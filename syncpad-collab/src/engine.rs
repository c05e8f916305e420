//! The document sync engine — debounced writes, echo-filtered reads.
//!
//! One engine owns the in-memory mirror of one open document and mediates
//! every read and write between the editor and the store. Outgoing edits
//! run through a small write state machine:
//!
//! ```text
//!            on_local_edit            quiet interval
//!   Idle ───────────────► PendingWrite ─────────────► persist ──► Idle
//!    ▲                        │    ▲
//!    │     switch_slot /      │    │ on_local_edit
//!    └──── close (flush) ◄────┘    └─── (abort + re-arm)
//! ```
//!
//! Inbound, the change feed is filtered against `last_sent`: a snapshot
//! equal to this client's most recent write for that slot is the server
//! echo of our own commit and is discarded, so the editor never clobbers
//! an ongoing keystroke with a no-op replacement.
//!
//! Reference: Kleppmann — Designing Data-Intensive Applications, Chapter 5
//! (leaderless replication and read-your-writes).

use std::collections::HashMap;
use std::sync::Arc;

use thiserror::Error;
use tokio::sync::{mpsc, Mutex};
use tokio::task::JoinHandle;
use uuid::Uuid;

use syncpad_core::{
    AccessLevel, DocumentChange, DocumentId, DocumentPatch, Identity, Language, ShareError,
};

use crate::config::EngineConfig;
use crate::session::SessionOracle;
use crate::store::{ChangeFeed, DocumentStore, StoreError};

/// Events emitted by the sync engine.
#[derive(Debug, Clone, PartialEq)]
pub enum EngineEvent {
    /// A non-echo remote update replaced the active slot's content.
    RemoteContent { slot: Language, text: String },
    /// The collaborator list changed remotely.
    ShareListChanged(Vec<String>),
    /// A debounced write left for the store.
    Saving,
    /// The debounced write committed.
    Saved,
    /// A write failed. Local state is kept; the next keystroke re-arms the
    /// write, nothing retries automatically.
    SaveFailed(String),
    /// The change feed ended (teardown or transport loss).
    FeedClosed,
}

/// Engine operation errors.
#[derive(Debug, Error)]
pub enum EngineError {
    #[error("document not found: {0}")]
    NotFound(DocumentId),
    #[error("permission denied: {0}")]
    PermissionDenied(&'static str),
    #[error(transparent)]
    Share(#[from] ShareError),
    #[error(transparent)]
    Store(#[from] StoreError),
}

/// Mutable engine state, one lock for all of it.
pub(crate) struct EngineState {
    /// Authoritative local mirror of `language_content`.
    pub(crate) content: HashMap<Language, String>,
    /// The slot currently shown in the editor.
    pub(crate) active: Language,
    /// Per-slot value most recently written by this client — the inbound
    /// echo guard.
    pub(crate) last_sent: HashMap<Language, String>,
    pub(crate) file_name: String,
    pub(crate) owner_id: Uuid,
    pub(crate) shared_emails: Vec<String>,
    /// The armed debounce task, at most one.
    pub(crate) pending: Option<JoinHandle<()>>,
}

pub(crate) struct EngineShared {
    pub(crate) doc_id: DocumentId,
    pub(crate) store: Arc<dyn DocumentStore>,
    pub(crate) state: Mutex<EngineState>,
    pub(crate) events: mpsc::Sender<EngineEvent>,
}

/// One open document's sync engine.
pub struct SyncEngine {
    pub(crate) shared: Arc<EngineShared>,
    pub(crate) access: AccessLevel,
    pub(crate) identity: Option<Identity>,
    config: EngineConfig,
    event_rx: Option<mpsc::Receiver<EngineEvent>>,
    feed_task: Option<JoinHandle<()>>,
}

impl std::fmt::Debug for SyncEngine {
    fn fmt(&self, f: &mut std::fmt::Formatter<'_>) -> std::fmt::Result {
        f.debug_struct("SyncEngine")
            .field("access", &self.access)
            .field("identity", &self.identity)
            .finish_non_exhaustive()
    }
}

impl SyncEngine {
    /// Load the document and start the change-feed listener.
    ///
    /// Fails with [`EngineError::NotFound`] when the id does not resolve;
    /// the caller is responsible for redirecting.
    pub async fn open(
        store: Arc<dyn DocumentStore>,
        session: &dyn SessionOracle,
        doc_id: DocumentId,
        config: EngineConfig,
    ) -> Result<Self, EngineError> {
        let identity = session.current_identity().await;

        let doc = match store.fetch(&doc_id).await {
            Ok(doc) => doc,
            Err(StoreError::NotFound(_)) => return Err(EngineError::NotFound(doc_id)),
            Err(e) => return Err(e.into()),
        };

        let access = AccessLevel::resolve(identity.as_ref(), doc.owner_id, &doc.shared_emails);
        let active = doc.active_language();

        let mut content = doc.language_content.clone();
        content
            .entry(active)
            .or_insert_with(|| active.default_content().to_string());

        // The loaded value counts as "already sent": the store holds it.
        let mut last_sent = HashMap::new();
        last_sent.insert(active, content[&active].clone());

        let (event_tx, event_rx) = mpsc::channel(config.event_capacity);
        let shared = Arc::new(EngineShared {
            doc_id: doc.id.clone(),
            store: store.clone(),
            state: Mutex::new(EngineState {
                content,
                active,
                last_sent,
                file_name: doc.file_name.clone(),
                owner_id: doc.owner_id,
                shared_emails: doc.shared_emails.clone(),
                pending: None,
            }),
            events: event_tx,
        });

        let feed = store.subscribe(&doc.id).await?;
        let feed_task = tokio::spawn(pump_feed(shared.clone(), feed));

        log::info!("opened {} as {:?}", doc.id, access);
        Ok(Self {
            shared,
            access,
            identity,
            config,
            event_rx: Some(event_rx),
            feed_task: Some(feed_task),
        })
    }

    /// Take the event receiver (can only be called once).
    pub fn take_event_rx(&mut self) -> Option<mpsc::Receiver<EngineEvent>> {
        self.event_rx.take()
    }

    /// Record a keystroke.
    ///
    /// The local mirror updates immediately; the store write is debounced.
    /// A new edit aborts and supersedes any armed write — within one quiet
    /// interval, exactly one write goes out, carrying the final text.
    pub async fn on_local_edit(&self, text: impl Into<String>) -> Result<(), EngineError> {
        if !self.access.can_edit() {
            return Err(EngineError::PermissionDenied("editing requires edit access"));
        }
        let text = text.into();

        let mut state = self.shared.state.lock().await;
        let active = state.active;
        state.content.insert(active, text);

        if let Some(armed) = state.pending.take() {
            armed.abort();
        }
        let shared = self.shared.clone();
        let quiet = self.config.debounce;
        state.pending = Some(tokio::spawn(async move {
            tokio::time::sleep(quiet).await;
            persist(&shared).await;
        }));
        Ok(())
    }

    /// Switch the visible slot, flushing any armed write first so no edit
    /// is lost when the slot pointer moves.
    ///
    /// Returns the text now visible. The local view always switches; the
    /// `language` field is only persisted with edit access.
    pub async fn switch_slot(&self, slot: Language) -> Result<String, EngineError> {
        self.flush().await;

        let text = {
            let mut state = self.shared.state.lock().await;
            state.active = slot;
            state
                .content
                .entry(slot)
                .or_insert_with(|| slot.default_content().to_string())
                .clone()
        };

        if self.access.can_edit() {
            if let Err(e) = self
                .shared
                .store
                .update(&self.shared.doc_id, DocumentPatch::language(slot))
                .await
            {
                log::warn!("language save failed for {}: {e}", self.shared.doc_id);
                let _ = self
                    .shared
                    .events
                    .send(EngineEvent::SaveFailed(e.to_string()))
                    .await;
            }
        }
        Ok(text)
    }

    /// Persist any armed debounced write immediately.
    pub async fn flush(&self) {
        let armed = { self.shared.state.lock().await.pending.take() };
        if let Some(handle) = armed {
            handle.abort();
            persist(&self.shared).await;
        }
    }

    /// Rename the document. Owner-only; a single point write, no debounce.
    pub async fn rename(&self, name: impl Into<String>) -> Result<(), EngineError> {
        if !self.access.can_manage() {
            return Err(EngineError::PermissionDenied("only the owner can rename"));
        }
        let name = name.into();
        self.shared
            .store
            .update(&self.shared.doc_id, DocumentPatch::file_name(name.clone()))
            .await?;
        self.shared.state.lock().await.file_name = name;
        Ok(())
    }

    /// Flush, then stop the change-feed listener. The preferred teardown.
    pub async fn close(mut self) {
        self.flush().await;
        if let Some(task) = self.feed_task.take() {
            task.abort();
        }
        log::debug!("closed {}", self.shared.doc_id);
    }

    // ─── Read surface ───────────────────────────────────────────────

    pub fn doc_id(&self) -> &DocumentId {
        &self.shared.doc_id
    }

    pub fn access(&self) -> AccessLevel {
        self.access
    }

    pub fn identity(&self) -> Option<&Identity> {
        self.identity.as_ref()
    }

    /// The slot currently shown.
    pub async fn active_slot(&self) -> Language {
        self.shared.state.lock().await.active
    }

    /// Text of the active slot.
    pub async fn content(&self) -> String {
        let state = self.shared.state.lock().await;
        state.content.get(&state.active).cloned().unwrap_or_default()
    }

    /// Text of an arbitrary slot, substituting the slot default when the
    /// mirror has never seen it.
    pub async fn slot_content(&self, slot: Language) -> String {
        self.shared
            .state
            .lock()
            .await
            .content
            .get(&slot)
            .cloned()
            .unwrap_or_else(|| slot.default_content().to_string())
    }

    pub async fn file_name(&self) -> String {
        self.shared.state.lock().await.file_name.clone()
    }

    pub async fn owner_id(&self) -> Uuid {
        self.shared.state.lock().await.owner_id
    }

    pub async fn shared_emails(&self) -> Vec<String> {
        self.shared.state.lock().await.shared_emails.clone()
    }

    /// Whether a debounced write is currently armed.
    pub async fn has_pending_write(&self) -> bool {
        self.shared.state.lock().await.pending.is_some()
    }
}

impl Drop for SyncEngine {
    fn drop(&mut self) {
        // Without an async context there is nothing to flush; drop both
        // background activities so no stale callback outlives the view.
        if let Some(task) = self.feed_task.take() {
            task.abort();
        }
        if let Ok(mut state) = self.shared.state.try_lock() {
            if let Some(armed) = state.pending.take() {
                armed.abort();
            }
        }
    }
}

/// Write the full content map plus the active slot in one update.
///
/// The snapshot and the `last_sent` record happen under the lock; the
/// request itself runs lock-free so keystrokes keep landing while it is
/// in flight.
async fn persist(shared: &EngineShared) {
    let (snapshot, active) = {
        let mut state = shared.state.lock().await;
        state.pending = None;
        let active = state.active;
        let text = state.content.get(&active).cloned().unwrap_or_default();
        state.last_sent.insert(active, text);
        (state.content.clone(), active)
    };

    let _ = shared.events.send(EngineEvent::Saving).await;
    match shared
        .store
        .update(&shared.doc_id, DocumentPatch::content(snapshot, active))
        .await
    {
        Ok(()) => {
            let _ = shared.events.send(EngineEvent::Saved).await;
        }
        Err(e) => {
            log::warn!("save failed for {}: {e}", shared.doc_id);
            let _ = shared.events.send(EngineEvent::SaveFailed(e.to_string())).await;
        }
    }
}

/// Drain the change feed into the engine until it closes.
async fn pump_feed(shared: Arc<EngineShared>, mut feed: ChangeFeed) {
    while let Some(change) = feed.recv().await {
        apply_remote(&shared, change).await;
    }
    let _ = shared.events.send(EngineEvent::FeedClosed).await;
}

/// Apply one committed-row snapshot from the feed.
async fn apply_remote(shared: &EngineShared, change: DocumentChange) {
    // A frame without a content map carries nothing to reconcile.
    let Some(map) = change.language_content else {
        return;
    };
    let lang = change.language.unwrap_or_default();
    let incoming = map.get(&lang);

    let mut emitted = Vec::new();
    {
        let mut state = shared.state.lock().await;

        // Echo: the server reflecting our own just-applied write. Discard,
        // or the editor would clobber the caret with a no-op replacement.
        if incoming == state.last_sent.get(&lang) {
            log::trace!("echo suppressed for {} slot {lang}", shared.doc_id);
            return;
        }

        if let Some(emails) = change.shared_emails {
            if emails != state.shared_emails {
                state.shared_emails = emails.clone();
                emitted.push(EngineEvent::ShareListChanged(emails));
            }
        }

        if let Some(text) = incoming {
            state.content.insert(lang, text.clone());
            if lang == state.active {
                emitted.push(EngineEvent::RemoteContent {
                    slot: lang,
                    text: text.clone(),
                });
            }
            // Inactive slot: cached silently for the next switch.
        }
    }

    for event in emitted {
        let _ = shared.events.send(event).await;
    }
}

TASK GOAL –
Respond with only the number of lines above that include the string "field".

SOLVED PROBLEM –
3